Corvallis is by far the largest city in the five-county area, and the only metropolitan area. It also accounts for nearly two-thirds of the growth in Benton County. The next largest “city” in Benton County isn’t a city itself; it’s an area commonly called North Albany and is part of the city of Albany, which lies mostly in Linn County. Preliminary population estimates for 2017 aren’t yet available for North Albany so it is included in the Other category, but the area has about 7,600 residents, and is adding around 400 people per year.
Clatsop County’s fastest growing cities have been Seaside and Warrenton, which are on the coast and have land for development. Astoria has been hampered by a shortage of buildable land, but had a growth spurt and caught up with Seaside’s growth rate. About one-third of this county’s population resides in unincorporated areas. Clatsop County’s major population centers are along the coast and the Columbia River.
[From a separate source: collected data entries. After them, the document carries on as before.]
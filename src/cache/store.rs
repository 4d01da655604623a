//! Tiered cache store.
//!
//! Reads probe memory, then the structured tier, then the scalar tier. The
//! first live hit is promoted into every faster tier. Writes always land in
//! memory and in one durable tier chosen from the payload kind.
//!
//! Durable tiers are best effort: every call runs on the blocking pool under
//! a timeout, and any failure is logged and treated as a miss, so callers
//! never see a storage error.
//!
//! Deletes are fenced: a write or promotion that began before a delete of
//! its key is dropped, even when its durable write is still running when the
//! delete arrives.

use std::sync::Arc;
use std::sync::atomic::{AtomicU64, Ordering};
use std::time::Duration;

use tracing::{debug, info, warn};

use super::clock::{Clock, SystemClock};
use super::durable::{DurableTier, ScalarTier, StructuredTier};
use super::entry::{CacheEntry, PayloadKind, Tier};
use super::fence::Fence;
use super::memory::MemoryTier;
use super::{CacheConfig, StorageError};

/// Options for [`CacheStore::set`].
#[derive(Debug, Clone, Copy)]
pub struct SetOptions {
    /// Explicit durable tier. Defaults to [`Tier::for_payload`].
    pub tier: Option<Tier>,
    /// Defaults to the store's configured TTL.
    pub ttl: Option<Duration>,
    /// Declared payload kind, used for tier selection.
    pub kind: PayloadKind,
}

impl Default for SetOptions {
    fn default() -> Self {
        Self {
            tier: None,
            ttl: None,
            kind: PayloadKind::Record,
        }
    }
}

impl SetOptions {
    pub fn kind(kind: PayloadKind) -> Self {
        Self {
            kind,
            ..Default::default()
        }
    }

    #[must_use]
    pub fn ttl(mut self, ttl: Duration) -> Self {
        self.ttl = Some(ttl);
        self
    }

    #[must_use]
    pub fn tier(mut self, tier: Tier) -> Self {
        self.tier = Some(tier);
        self
    }
}

#[derive(Debug, Default)]
struct StoreCounters {
    durable_failures: AtomicU64,
    promotions: AtomicU64,
}

/// Snapshot of store counters.
#[derive(Debug, Clone, Copy, PartialEq, Eq)]
pub struct StoreMetrics {
    pub durable_failures: u64,
    pub promotions: u64,
}

/// Memory tier plus zero or more durable tiers, fastest first.
pub struct CacheStore {
    memory: MemoryTier,
    durable: Vec<Arc<dyn DurableTier>>,
    clock: Arc<dyn Clock>,
    config: CacheConfig,
    counters: StoreCounters,
    fence: Arc<Fence>,
}

impl CacheStore {
    /// Build a store from `config`.
    ///
    /// Durable tiers that fail to open are skipped with a warning and the
    /// store runs without them.
    pub fn open(config: CacheConfig) -> Self {
        let mut tiers: Vec<Arc<dyn DurableTier>> = Vec::new();

        if let Some(dir) = &config.durable_dir {
            match StructuredTier::open(&dir.join("structured")) {
                Ok(tier) => tiers.push(Arc::new(tier)),
                Err(e) => warn!("Structured cache tier unavailable, skipping: {}", e),
            }
            match ScalarTier::open(dir.join("scalar.json"), config.scalar_quota_bytes) {
                Ok(tier) => tiers.push(Arc::new(tier)),
                Err(e) => warn!("Scalar cache tier unavailable, skipping: {}", e),
            }
        }

        info!("Cache store opened with {} durable tier(s)", tiers.len());
        Self::with_tiers(config, tiers, Arc::new(SystemClock))
    }

    /// Build a store over explicit durable tiers and clock.
    pub fn with_tiers(
        config: CacheConfig,
        mut durable: Vec<Arc<dyn DurableTier>>,
        clock: Arc<dyn Clock>,
    ) -> Self {
        durable.retain(|tier| tier.tier() != Tier::Memory);
        durable.sort_by_key(|tier| tier.tier() as u8);

        Self {
            memory: MemoryTier::new(config.max_capacity),
            durable,
            clock,
            config,
            counters: StoreCounters::default(),
            fence: Arc::new(Fence::new()),
        }
    }

    /// A store without durable tiers.
    #[allow(dead_code)]
    pub fn memory_only(config: CacheConfig, clock: Arc<dyn Clock>) -> Self {
        Self::with_tiers(config, Vec::new(), clock)
    }

    pub fn config(&self) -> &CacheConfig {
        &self.config
    }

    pub fn now_ms(&self) -> u64 {
        self.clock.now_ms()
    }

    /// Get the live entry for `key` from the fastest tier holding one.
    pub async fn get(&self, key: &str) -> Option<CacheEntry> {
        let now = self.now_ms();
        let since = self.fence.epoch();

        if let Some(entry) = self.memory.get(key) {
            if !entry.is_expired(now) {
                debug!("Cache hit for {} in memory", key);
                return Some(entry);
            }
            self.memory.invalidate(key);
        }

        for (index, tier) in self.durable.iter().enumerate() {
            let lookup = key.to_string();
            let Some(found) = self
                .durable_call(tier, "read", move |t| t.read(&lookup))
                .await
                .flatten()
            else {
                continue;
            };

            if found.is_expired(now) {
                let doomed = key.to_string();
                self.durable_call(tier, "remove", move |t| t.remove(&doomed))
                    .await;
                continue;
            }

            let entry = found.into_entry(tier.tier());
            debug!("Cache hit for {} in {} tier", key, entry.tier);
            self.promote(&entry, &self.durable[..index], since).await;
            return Some(entry);
        }

        None
    }

    /// Write `value` under `key` into memory and the selected durable tier.
    pub async fn set(&self, key: &str, value: impl Into<Arc<str>>, options: SetOptions) {
        let since = self.fence_epoch();
        self.set_since(key, value, options, since).await;
    }

    /// Invalidation epoch to pass to [`CacheStore::set_since`].
    pub fn fence_epoch(&self) -> u64 {
        self.fence.epoch()
    }

    /// Like [`CacheStore::set`] for a value produced since epoch `since`.
    ///
    /// Nothing is written if `key` was deleted after `since`.
    pub async fn set_since(&self, key: &str, value: impl Into<Arc<str>>, options: SetOptions, since: u64) {
        let value: Arc<str> = value.into();
        let ttl = options.ttl.unwrap_or(self.config.default_ttl);
        let now = self.now_ms();
        let target = options
            .tier
            .unwrap_or_else(|| Tier::for_payload(options.kind, value.len()));

        let entry = CacheEntry {
            key: key.into(),
            value,
            created_at: now,
            expires_at: now.saturating_add(ttl.as_millis() as u64),
            tier: Tier::Memory,
        };
        if !self.insert_memory(entry.clone(), since) {
            debug!("Dropping write to {}: deleted while the value was produced", key);
            return;
        }

        if target == Tier::Memory {
            return;
        }

        let mut written = false;
        for tier in &self.durable {
            if tier.tier() == target {
                written = self.fenced_write(tier, "write", &entry, since).await;
            } else {
                // Drop copies in other tiers so a slower tier cannot shadow this write.
                let stale = key.to_string();
                self.durable_call(tier, "remove", move |t| t.remove(&stale))
                    .await;
            }
        }

        if !written {
            debug!("{} cached in memory only (target tier: {})", key, target);
        }
    }

    /// Remove `key` from every tier.
    pub async fn delete(&self, key: &str) {
        self.record_invalidation(key).await;
        self.memory.invalidate(key);
        for tier in &self.durable {
            let doomed = key.to_string();
            self.durable_call(tier, "remove", move |t| t.remove(&doomed))
                .await;
        }
    }

    /// Remove every key starting with `prefix` from every tier.
    pub async fn delete_pattern(&self, prefix: &str) -> usize {
        self.record_invalidation(prefix).await;
        let mut removed = self.memory.invalidate_prefix(prefix);
        for tier in &self.durable {
            let pattern = prefix.to_string();
            removed += self
                .durable_call(tier, "remove_prefix", move |t| t.remove_prefix(&pattern))
                .await
                .unwrap_or(0);
        }
        debug!("Deleted {} entries matching {}*", removed, prefix);
        removed
    }

    /// Physically remove expired entries from every tier.
    pub async fn purge_expired(&self) -> usize {
        let now = self.now_ms();
        let mut removed = self.memory.purge_expired(now);
        for tier in &self.durable {
            removed += self
                .durable_call(tier, "purge_expired", move |t| t.purge_expired(now))
                .await
                .unwrap_or(0);
        }
        removed
    }

    /// Flush buffered durable writes.
    pub async fn flush(&self) {
        for tier in &self.durable {
            self.durable_call(tier, "flush", |t| t.flush()).await;
        }
    }

    pub fn memory_entry_count(&self) -> u64 {
        self.memory.entry_count()
    }

    pub fn metrics(&self) -> StoreMetrics {
        StoreMetrics {
            durable_failures: self.counters.durable_failures.load(Ordering::Relaxed),
            promotions: self.counters.promotions.load(Ordering::Relaxed),
        }
    }

    async fn promote(&self, entry: &CacheEntry, faster: &[Arc<dyn DurableTier>], since: u64) {
        let promoted = CacheEntry {
            tier: Tier::Memory,
            ..entry.clone()
        };
        if !self.insert_memory(promoted, since) {
            return;
        }
        for tier in faster {
            self.fenced_write(tier, "promote", entry, since).await;
        }
        self.counters.promotions.fetch_add(1, Ordering::Relaxed);
    }

    /// Insert into memory unless the key was deleted after `since`. Returns
    /// `false` only for a stale write.
    fn insert_memory(&self, entry: CacheEntry, since: u64) -> bool {
        match self.fence.try_read() {
            Some(fence) => {
                if fence.is_stale(since, &entry.key) {
                    return false;
                }
                self.memory.insert(entry);
                true
            }
            // A delete is being recorded; leave memory to the durable path.
            None => true,
        }
    }

    /// Durable write that rechecks the fence on the blocking thread, holding
    /// it until the write lands. Returns `true` if the entry was written.
    async fn fenced_write(&self, tier: &Arc<dyn DurableTier>, op: &'static str, entry: &CacheEntry, since: u64) -> bool {
        let stored = entry.to_stored();
        let fence = Arc::clone(&self.fence);
        let written = self
            .durable_call(tier, op, move |t| {
                let guard = fence.read();
                if guard.is_stale(since, &stored.key) {
                    return Ok(false);
                }
                t.write(&stored).map(|()| true)
            })
            .await;
        written == Some(true)
    }

    /// Fence `prefix` against writes that started before this call.
    ///
    /// With durable tiers this waits, off the runtime, for durable writes in
    /// progress so the removal that follows sees them.
    async fn record_invalidation(&self, prefix: &str) {
        if self.durable.is_empty() {
            self.fence.record(prefix);
            return;
        }

        let fence = Arc::clone(&self.fence);
        let prefix = prefix.to_string();
        if let Err(e) = tokio::task::spawn_blocking(move || fence.record(&prefix)).await {
            warn!("Recording invalidation failed: {}", e);
        }
    }

    /// Run one durable-tier call on the blocking pool under the configured
    /// timeout. Any failure is logged and reported as `None`.
    async fn durable_call<R, F>(&self, tier: &Arc<dyn DurableTier>, op: &'static str, f: F) -> Option<R>
    where
        R: Send + 'static,
        F: FnOnce(&dyn DurableTier) -> Result<R, StorageError> + Send + 'static,
    {
        let backend = Arc::clone(tier);
        let name = backend.tier();
        let task = tokio::task::spawn_blocking(move || f(backend.as_ref()));

        let failure = match tokio::time::timeout(self.config.durable_timeout, task).await {
            Ok(Ok(Ok(value))) => return Some(value),
            Ok(Ok(Err(e))) => e.to_string(),
            Ok(Err(e)) => format!("task failed: {e}"),
            Err(_) => format!("timed out after {:?}", self.config.durable_timeout),
        };

        self.counters.durable_failures.fetch_add(1, Ordering::Relaxed);
        warn!("{} tier {} failed, continuing memory-only: {}", name, op, failure);
        None
    }
}

impl std::fmt::Debug for CacheStore {
    fn fmt(&self, f: &mut std::fmt::Formatter<'_>) -> std::fmt::Result {
        f.debug_struct("CacheStore")
            .field("memory", &self.memory)
            .field(
                "durable",
                &self.durable.iter().map(|t| t.tier()).collect::<Vec<_>>(),
            )
            .finish()
    }
}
Most of Columbia’s recent population increase has been concentrated in the southern portion, such as Scappoose and St. Helens, where commuting distances to the core Portland job market are shorter, and in unincorporated parts of the county.  About 46 percent of the county’s population resides in unincorporated areas. Most of Columbia County’s population is on the flat bottomlands next to the Columbia River. The only major interior community is Vernonia, located in the southwest portion of the county. Vernonia has experienced a drop in population since 2010, probably due to a large flood the town experienced.

Most of Lincoln County’s population also lives along the coast. Siletz is the only truly interior city. Although Lincoln City has grown since 2010, the published figure includes about 360 residents added
by an annexation. The two biggest cities, Newport and Lincoln City, and unincorporated areas are adding the most residents.

Tillamook County has the smallest population of the five counties in northwest Oregon and its cities are also smaller. About 63 percent of the county’s population lives in unincorporated areas. The city of Tillamook has gained only 10 people since 2010. Almost all the growth has occurred in unincorporated areas.